- Born: 1969 (age 56–57) Hastings, Sussex, England
- Education: Arts Educational Schools, London
- Occupation: Actress
- Spouse: Nicholas Colicos
- Relatives: John Colicos (father–in–law)

= Sophie-Louise Dann =

British actress

Sophie-Louise Dann (born 1969) is an English actress, best known for her work in musical theatre.

==Career==
Dann trained at Arts Educational Schools, London. She appeared in minor roles in the films My Summer with Des (1998) and The Phantom of the Opera (2004).

In 2010, Dann played the role of Diana Divane in the new musical Lend Me a Tenor at the Theatre Royal, Plymouth. The production subsequently transferred to the West End in June 2011 in which Dann reprised her role. She received great acclaim for her performance, with Michael Billington writing "Sophie-Louise Dann seizes her moment and gives wonderfully over-the-top potted parodies of Tosca, Violetta and Carmen, while hugging the walls and clawing the furniture in the manner of an old-style soprano". She was nominated for the Laurence Olivier Award for Best Performance in a Supporting Role in a Musical.
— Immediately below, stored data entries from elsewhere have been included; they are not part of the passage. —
// SPDX-FileCopyrightText: 2026 Keyward Contributors
// SPDX-License-Identifier: MIT OR Apache-2.0

//! End-to-end installation of SSH keys with real Unix-socket agents.

#![cfg(unix)]

use std::os::unix::net::UnixStream;
use std::sync::Arc;

use keyward_agent::AgentManager;
use keyward_config::load_and_validate_str;
use keyward_core::{AccessKeyRole, AccessKeyType, StepError, TaskLogger};
use keyward_installer::Installer;
use keyward_test_utils::agent_client::AgentClient;
use keyward_test_utils::fixtures::{socket_dir, stored_key, TEST_PRIVATE_KEY};
use keyward_test_utils::RecordingTaskLogger;
use keyward_vault::{AccessKey, SecretCodec, SecretPayload, SshKey};
use tracing_test::traced_test;

fn unencrypted_ssh_key() -> AccessKey {
    let codec = SecretCodec::unencrypted();
    let mut key = AccessKey::new(
        "deploy",
        SecretPayload::Ssh(SshKey::new("ansible", "", TEST_PRIVATE_KEY)),
    );
    key.id = 21;
    codec.serialize(&mut key).unwrap();
    AccessKey::from_stored(key.id, key.name.clone(), AccessKeyType::Ssh, key.secret().map(String::from))
}

#[test]
fn ansible_user_ssh_key_runs_agent_until_destroyed() {
    let dir = socket_dir();
    let installer = Installer::new(SecretCodec::unencrypted(), AgentManager::unix(dir.path()));
    let logger = Arc::new(RecordingTaskLogger::new());
    let key = unencrypted_ssh_key();

    let installation = installer
        .install(&key, AccessKeyRole::AnsibleUser, logger.clone())
        .unwrap();
    assert_eq!(installation.login(), Some("ansible"));

    let sock = installation.ssh_auth_sock().unwrap().to_path_buf();
    assert!(sock.starts_with(dir.path()));
    let name = sock.file_name().unwrap().to_str().unwrap();
    assert!(name.starts_with("ssh-agent-21-"));
    assert!(installation.ssh_agent().unwrap().is_listening());
    let mut client = AgentClient::connect(&sock).unwrap();
    assert_eq!(client.list_identities().unwrap().len(), 1);
    drop(client);

    installation.destroy().unwrap();
    assert!(!sock.exists());
    assert!(UnixStream::connect(&sock).is_err());
    assert!(logger.contains("SSH agent stopped"));
}

#[test]
fn legacy_newline_terminated_key_installs_for_ansible_user() {
    let dir = socket_dir();
    let installer = Installer::new(SecretCodec::unencrypted(), AgentManager::unix(dir.path()));
    assert!(TEST_PRIVATE_KEY.ends_with('\n'));
    let key = AccessKey::from_stored(
        12,
        "legacy",
        AccessKeyType::Ssh,
        Some(TEST_PRIVATE_KEY.to_string()),
    );

    let installation = installer
        .install(&key, AccessKeyRole::AnsibleUser, Arc::new(RecordingTaskLogger::new()))
        .unwrap();
    assert_eq!(installation.login(), Some(""));

    let sock = installation.ssh_auth_sock().unwrap().to_path_buf();
    assert!(installation.ssh_agent().unwrap().is_listening());
    let identities = AgentClient::connect(&sock).unwrap().list_identities().unwrap();
    assert_eq!(identities.len(), 1);
    assert_eq!(identities[0].comment, "keyward-test");

    installation.destroy().unwrap();
    assert!(!sock.exists());
}

#[test]
fn installer_built_from_config_uses_configured_socket_dir() {
    let dir = socket_dir();
    let toml = format!(
        "[runtime]\ntmp_path = \"{}\"\n\n[access_key]\nencryption = \"{}\"\n",
        dir.path().display(),
        SecretCodec::generate_key().unwrap(),
    );
    let config = load_and_validate_str(&toml).unwrap();
    let installer = Installer::from_config(&config).unwrap();
    assert!(installer.codec().is_encrypted());

    let key = stored_key(8, AccessKeyType::Ssh, installer.codec());
    let sock = installer
        .run_scoped(&key, AccessKeyRole::Git, Arc::new(RecordingTaskLogger::new()), |inst| {
            let sock = inst.ssh_auth_sock().map(|p| p.to_path_buf());
            assert!(sock.as_ref().is_some_and(|p| p.exists()));
            Ok::<_, String>(sock)
        })
        .unwrap()
        .unwrap();
    assert!(sock.starts_with(dir.path()));
    assert!(!sock.exists());
}

#[test]
fn failed_step_still_releases_socket() {
    let dir = socket_dir();
    let installer = Installer::new(SecretCodec::unencrypted(), AgentManager::unix(dir.path()));
    let logger: Arc<dyn TaskLogger> = Arc::new(RecordingTaskLogger::new());
    let key = unencrypted_ssh_key();

    let mut seen = None;
    let err = installer
        .run_scoped(&key, AccessKeyRole::AnsibleUser, logger, |inst| {
            seen = inst.ssh_auth_sock().map(|p| p.to_path_buf());
            Err::<(), _>("ansible-playbook exited with status 4".to_string())
        })
        .unwrap_err();

    assert!(matches!(err, StepError::Step(_)));
    let sock = seen.unwrap();
    assert!(!sock.exists());
}

#[test]
#[traced_test]
fn installing_never_logs_secret_material() {
    let dir = socket_dir();
    let installer = Installer::new(SecretCodec::unencrypted(), AgentManager::unix(dir.path()));
    let codec = SecretCodec::unencrypted();

    for key_type in [AccessKeyType::Ssh, AccessKeyType::LoginPassword] {
        let key = stored_key(30, key_type, &codec);
        let installation = installer
            .install(&key, AccessKeyRole::AnsibleUser, Arc::new(RecordingTaskLogger::new()))
            .unwrap();
        installation.destroy().unwrap();
    }

    assert!(logs_contain("access key installed"));
    assert!(!logs_contain("hunter2"));
    assert!(!logs_contain("s3cret"));
    assert!(!logs_contain("BEGIN OPENSSH PRIVATE KEY"));
}
// SPDX-FileCopyrightText: 2026 Keyward Contributors
// SPDX-License-Identifier: MIT OR Apache-2.0

//! Per-job log sink.

use tracing::info;

/// Receives human-readable lines destined for a job's output log.
pub trait TaskLogger: Send + Sync {
    fn log(&self, line: &str);
}

/// Forwards task log lines to `tracing`, tagged with the task id.
#[derive(Debug, Clone)]
pub struct TracingTaskLogger {
    task_id: u64,
}

impl TracingTaskLogger {
    pub fn new(task_id: u64) -> Self {
        Self { task_id }
    }
}

impl TaskLogger for TracingTaskLogger {
    fn log(&self, line: &str) {
        info!(task_id = self.task_id, "{line}");
    }
}

#[cfg(test)]
mod tests {
    use tracing_test::traced_test;

    use super::*;

    #[test]
    #[traced_test]
    fn tracing_logger_tags_task_id() {
        let logger = TracingTaskLogger::new(42);
        logger.log("ssh agent started");
        assert!(logs_contain("ssh agent started"));
        assert!(logs_contain("task_id=42"));
    }
}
In April 2013 She played Dot and Marie in Sunday in the Park with George by Stephen Sondheim at Théatre du Chatelet, Paris, broadcast by Mezzo TV

In 2014, she played Barbara Castle in the world premiere production of Made in Dagenham. In 2015, she originated the role of Paula in Bend It Like Beckham the Musical at the Phoenix Theatre, London, replacing Ronni Ancona during the rehearsal process.
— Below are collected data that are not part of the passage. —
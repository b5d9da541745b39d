// SPDX-FileCopyrightText: 2026 Keyward Contributors
// SPDX-License-Identifier: MIT OR Apache-2.0

//! Agent socket naming.

use rand::distributions::Alphanumeric;
use rand::rngs::OsRng;
use rand::Rng;

/// Length of the random part of an agent socket name.
pub const SOCKET_SUFFIX_LEN: usize = 10;

/// Alphanumeric suffix drawn from the OS CSPRNG.
pub fn random_suffix() -> String {
    OsRng
        .sample_iter(&Alphanumeric)
        .take(SOCKET_SUFFIX_LEN)
        .map(char::from)
        .collect()
}

/// `ssh-agent-<key id>-<suffix>.sock`
pub fn socket_file_name(key_id: i64, suffix: &str) -> String {
    format!("ssh-agent-{key_id}-{suffix}.sock")
}

#[cfg(test)]
mod tests {
    use std::collections::HashSet;

    use super::*;

    #[test]
    fn suffix_is_ten_alphanumeric_chars() {
        let suffix = random_suffix();
        assert_eq!(suffix.len(), SOCKET_SUFFIX_LEN);
        assert!(suffix.chars().all(|c| c.is_ascii_alphanumeric()));
    }

    #[test]
    fn suffixes_do_not_repeat() {
        let suffixes: HashSet<String> = (0..100).map(|_| random_suffix()).collect();
        assert_eq!(suffixes.len(), 100);
    }

    #[test]
    fn file_name_carries_key_id() {
        assert_eq!(socket_file_name(42, "AbCdE12345"), "ssh-agent-42-AbCdE12345.sock");
    }
}
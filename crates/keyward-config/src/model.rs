// SPDX-FileCopyrightText: 2026 Keyward Contributors
// SPDX-License-Identifier: MIT OR Apache-2.0

//! Configuration model structs for the Keyward credential vault.
//!
//! All structs use `#[serde(deny_unknown_fields)]` to reject unrecognized
//! config keys at startup.

use serde::{Deserialize, Serialize};

/// Top-level Keyward configuration.
///
/// Loaded once per process and treated as immutable afterwards; the codec and
/// agent manager receive the pieces they need at construction.
#[derive(Debug, Clone, Default, Deserialize, Serialize)]
#[serde(deny_unknown_fields)]
pub struct KeywardConfig {
    /// Access key secret encryption.
    #[serde(default)]
    pub access_key: AccessKeyConfig,

    /// Runtime filesystem locations.
    #[serde(default)]
    pub runtime: RuntimeConfig,

    /// Log output settings.
    #[serde(default)]
    pub logging: LoggingConfig,
}

/// Access key encryption settings.
#[derive(Clone, Default, Deserialize, Serialize)]
#[serde(deny_unknown_fields)]
pub struct AccessKeyConfig {
    /// Base64 encoding of a 32-byte AES-256 key. `None` or empty stores
    /// secrets base64-encoded without encryption.
    #[serde(default)]
    pub encryption: Option<String>,
}

impl AccessKeyConfig {
    /// The configured key, with empty strings treated as absent.
    pub fn encryption(&self) -> Option<&str> {
        self.encryption
            .as_deref()
            .map(str::trim)
            .filter(|key| !key.is_empty())
    }
}

impl std::fmt::Debug for AccessKeyConfig {
    fn fmt(&self, f: &mut std::fmt::Formatter<'_>) -> std::fmt::Result {
        f.debug_struct("AccessKeyConfig")
            .field("encryption", &self.encryption().map(|_| "[REDACTED]"))
            .finish()
    }
}

/// Runtime paths.
#[derive(Debug, Clone, Deserialize, Serialize)]
#[serde(deny_unknown_fields)]
pub struct RuntimeConfig {
    /// Directory where per-job SSH agent sockets are created.
    #[serde(default = "default_tmp_path")]
    pub tmp_path: String,
}

impl Default for RuntimeConfig {
    fn default() -> Self {
        Self {
            tmp_path: default_tmp_path(),
        }
    }
}

fn default_tmp_path() -> String {
    std::env::temp_dir().join("keyward").display().to_string()
}

/// Log output configuration.
#[derive(Debug, Clone, Deserialize, Serialize)]
#[serde(deny_unknown_fields)]
pub struct LoggingConfig {
    /// Logging level (trace, debug, info, warn, error).
    #[serde(default = "default_log_level")]
    pub level: String,
}

impl Default for LoggingConfig {
    fn default() -> Self {
        Self {
            level: default_log_level(),
        }
    }
}

fn default_log_level() -> String {
    "info".to_string()
}
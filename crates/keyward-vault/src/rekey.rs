// SPDX-FileCopyrightText: 2026 Keyward Contributors
// SPDX-License-Identifier: MIT OR Apache-2.0

//! Re-encryption of stored access keys after the encryption key changes.
//!
//! Records are decoded with the previous codec and serialized again with the
//! current one. The caller persists the records afterwards; records that
//! fail are left untouched so a partial run can simply be repeated.

use keyward_core::AccessKeyType;
use tracing::{info, warn};

use crate::access_key::{AccessKey, SecretPayload};
use crate::codec::SecretCodec;

/// What a re-keying pass did.
#[derive(Debug, Default)]
pub struct RekeyReport {
    /// IDs of records whose secret was re-encrypted.
    pub rekeyed: Vec<i64>,
    /// IDs of records with nothing to re-encrypt.
    pub skipped: Vec<i64>,
    /// IDs of records that could not be decoded, with the reason.
    pub failed: Vec<(i64, String)>,
}

impl RekeyReport {
    pub fn is_clean(&self) -> bool {
        self.failed.is_empty()
    }
}

/// Re-encrypt `records` from `previous` to `current`.
pub fn rekey_access_keys(
    records: &mut [AccessKey],
    previous: &SecretCodec,
    current: &SecretCodec,
) -> RekeyReport {
    let mut report = RekeyReport::default();

    for record in records.iter_mut() {
        if record.key_type() == AccessKeyType::None || record.secret().is_none_or(str::is_empty) {
            report.skipped.push(record.id);
            continue;
        }

        let payload = match previous.decode(record) {
            Ok(payload) => payload,
            Err(e) => {
                warn!(key_id = record.id, error = %e, "cannot decode access key with previous key");
                report.failed.push((record.id, e.to_string()));
                continue;
            }
        };

        let mut rekeyed = record.clone();
        rekeyed.payload = payload;
        if let Err(e) = current.serialize(&mut rekeyed) {
            warn!(key_id = record.id, error = %e, "cannot re-encrypt access key");
            report.failed.push((record.id, e.to_string()));
            continue;
        }

        // The plaintext must not outlive this pass.
        rekeyed.payload = SecretPayload::empty(rekeyed.key_type());
        *record = rekeyed;
        report.rekeyed.push(record.id);
    }

    info!(
        rekeyed = report.rekeyed.len(),
        skipped = report.skipped.len(),
        failed = report.failed.len(),
        "access key re-encryption finished"
    );
    report
}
In 2017, Dann played the role of Celia in the West End production of the musical The Girls. For this role she was nominated for a Laurence Olivier Award for Best Actress in a Musical alongside fellow cast members Joanna Riding, Claire Moore, Claire Machin, Debbie Chazen and Michelle Dotrice. On 20 December 2017, the launch of Robert J. Sherman's A Spoonful of Sherman UK/Ireland tour was announced. Sophie-Louise Dann was a featured performer in the show alongside Mark Read, Glen Facey and Jenna Innes and Ben Stock. She played Madame Thenardier in the UK tour of Les Misérables. She is currently playing Madame Morrible in the musical Wicked.

== Personal life ==
Dann was born in 1969. She is married to Nicholas Colicos, also an actor and son of John Colicos.